Items listed in a dataset
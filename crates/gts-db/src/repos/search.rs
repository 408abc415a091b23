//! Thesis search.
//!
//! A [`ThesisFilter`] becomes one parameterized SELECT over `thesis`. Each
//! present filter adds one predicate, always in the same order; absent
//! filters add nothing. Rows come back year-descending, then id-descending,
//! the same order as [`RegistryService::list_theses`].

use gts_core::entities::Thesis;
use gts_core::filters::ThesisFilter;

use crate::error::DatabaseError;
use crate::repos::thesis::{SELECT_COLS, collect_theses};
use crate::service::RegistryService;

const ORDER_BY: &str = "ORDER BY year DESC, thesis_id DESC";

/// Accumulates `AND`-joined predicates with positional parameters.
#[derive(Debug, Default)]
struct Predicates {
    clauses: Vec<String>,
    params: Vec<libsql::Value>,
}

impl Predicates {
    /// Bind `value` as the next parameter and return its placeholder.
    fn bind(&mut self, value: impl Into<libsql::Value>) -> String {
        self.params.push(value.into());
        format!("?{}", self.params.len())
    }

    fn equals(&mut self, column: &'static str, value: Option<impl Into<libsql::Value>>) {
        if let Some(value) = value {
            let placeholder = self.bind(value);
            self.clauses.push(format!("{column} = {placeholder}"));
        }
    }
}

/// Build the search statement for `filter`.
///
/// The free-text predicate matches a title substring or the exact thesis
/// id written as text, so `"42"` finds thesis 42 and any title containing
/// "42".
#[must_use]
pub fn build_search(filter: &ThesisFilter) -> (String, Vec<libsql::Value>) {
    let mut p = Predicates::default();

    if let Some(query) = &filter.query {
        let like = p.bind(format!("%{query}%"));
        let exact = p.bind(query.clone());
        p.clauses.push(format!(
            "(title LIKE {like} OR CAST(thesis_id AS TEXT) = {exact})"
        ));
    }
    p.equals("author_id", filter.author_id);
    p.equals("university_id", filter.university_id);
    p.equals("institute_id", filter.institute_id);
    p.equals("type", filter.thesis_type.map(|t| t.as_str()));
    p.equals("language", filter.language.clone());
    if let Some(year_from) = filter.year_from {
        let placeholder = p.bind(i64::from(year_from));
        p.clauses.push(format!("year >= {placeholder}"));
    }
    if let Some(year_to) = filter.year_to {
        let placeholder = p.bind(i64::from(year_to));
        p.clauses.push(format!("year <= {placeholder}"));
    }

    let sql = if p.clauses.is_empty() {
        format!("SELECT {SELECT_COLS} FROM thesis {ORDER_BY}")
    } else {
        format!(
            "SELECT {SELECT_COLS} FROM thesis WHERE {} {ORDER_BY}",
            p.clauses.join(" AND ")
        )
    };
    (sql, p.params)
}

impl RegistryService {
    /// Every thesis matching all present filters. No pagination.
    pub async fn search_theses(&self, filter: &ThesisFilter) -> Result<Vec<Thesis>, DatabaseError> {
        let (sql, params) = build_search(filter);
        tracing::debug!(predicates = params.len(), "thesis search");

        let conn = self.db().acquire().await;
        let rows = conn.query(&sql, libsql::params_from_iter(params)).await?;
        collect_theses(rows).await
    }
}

◆ Assigned task
Would you restate the entries word for word, omitting none?

◆ Response to this task
filename crates/gts-db/src/repos/search.rs
repository 408abc415a091b23
//! Thesis search.
//!
//! A [`ThesisFilter`] becomes one parameterized SELECT over `thesis`. Each
//! present filter adds one predicate, always in the same order; absent
//! filters add nothing. Rows come back year-descending, then id-descending,
//! the same order as [`RegistryService::list_theses`].

use gts_core::entities::Thesis;
use gts_core::filters::ThesisFilter;

use crate::error::DatabaseError;
use crate::repos::thesis::{SELECT_COLS, collect_theses};
use crate::service::RegistryService;

const ORDER_BY: &str = "ORDER BY year DESC, thesis_id DESC";

/// Accumulates `AND`-joined predicates with positional parameters.
#[derive(Debug, Default)]
struct Predicates {
    clauses: Vec<String>,
    params: Vec<libsql::Value>,
}

impl Predicates {
    /// Bind `value` as the next parameter and return its placeholder.
    fn bind(&mut self, value: impl Into<libsql::Value>) -> String {
        self.params.push(value.into());
        format!("?{}", self.params.len())
    }

    fn equals(&mut self, column: &'static str, value: Option<impl Into<libsql::Value>>) {
        if let Some(value) = value {
            let placeholder = self.bind(value);
            self.clauses.push(format!("{column} = {placeholder}"));
        }
    }
}

/// Build the search statement for `filter`.
///
/// The free-text predicate matches a title substring or the exact thesis
/// id written as text, so `"42"` finds thesis 42 and any title containing
/// "42".
#[must_use]
pub fn build_search(filter: &ThesisFilter) -> (String, Vec<libsql::Value>) {
    let mut p = Predicates::default();

    if let Some(query) = &filter.query {
        let like = p.bind(format!("%{query}%"));
        let exact = p.bind(query.clone());
        p.clauses.push(format!(
            "(title LIKE {like} OR CAST(thesis_id AS TEXT) = {exact})"
        ));
    }
    p.equals("author_id", filter.author_id);
    p.equals("university_id", filter.university_id);
    p.equals("institute_id", filter.institute_id);
    p.equals("type", filter.thesis_type.map(|t| t.as_str()));
    p.equals("language", filter.language.clone());
    if let Some(year_from) = filter.year_from {
        let placeholder = p.bind(i64::from(year_from));
        p.clauses.push(format!("year >= {placeholder}"));
    }
    if let Some(year_to) = filter.year_to {
        let placeholder = p.bind(i64::from(year_to));
        p.clauses.push(format!("year <= {placeholder}"));
    }

    let sql = if p.clauses.is_empty() {
        format!("SELECT {SELECT_COLS} FROM thesis {ORDER_BY}")
    } else {
        format!(
            "SELECT {SELECT_COLS} FROM thesis WHERE {} {ORDER_BY}",
            p.clauses.join(" AND ")
        )
    };
    (sql, p.params)
}

impl RegistryService {
    /// Every thesis matching all present filters. No pagination.
    pub async fn search_theses(&self, filter: &ThesisFilter) -> Result<Vec<Thesis>, DatabaseError> {
        let (sql, params) = build_search(filter);
        tracing::debug!(predicates = params.len(), "thesis search");

        let conn = self.db().acquire().await;
        let rows = conn.query(&sql, libsql::params_from_iter(params)).await?;
        collect_theses(rows).await
    }
}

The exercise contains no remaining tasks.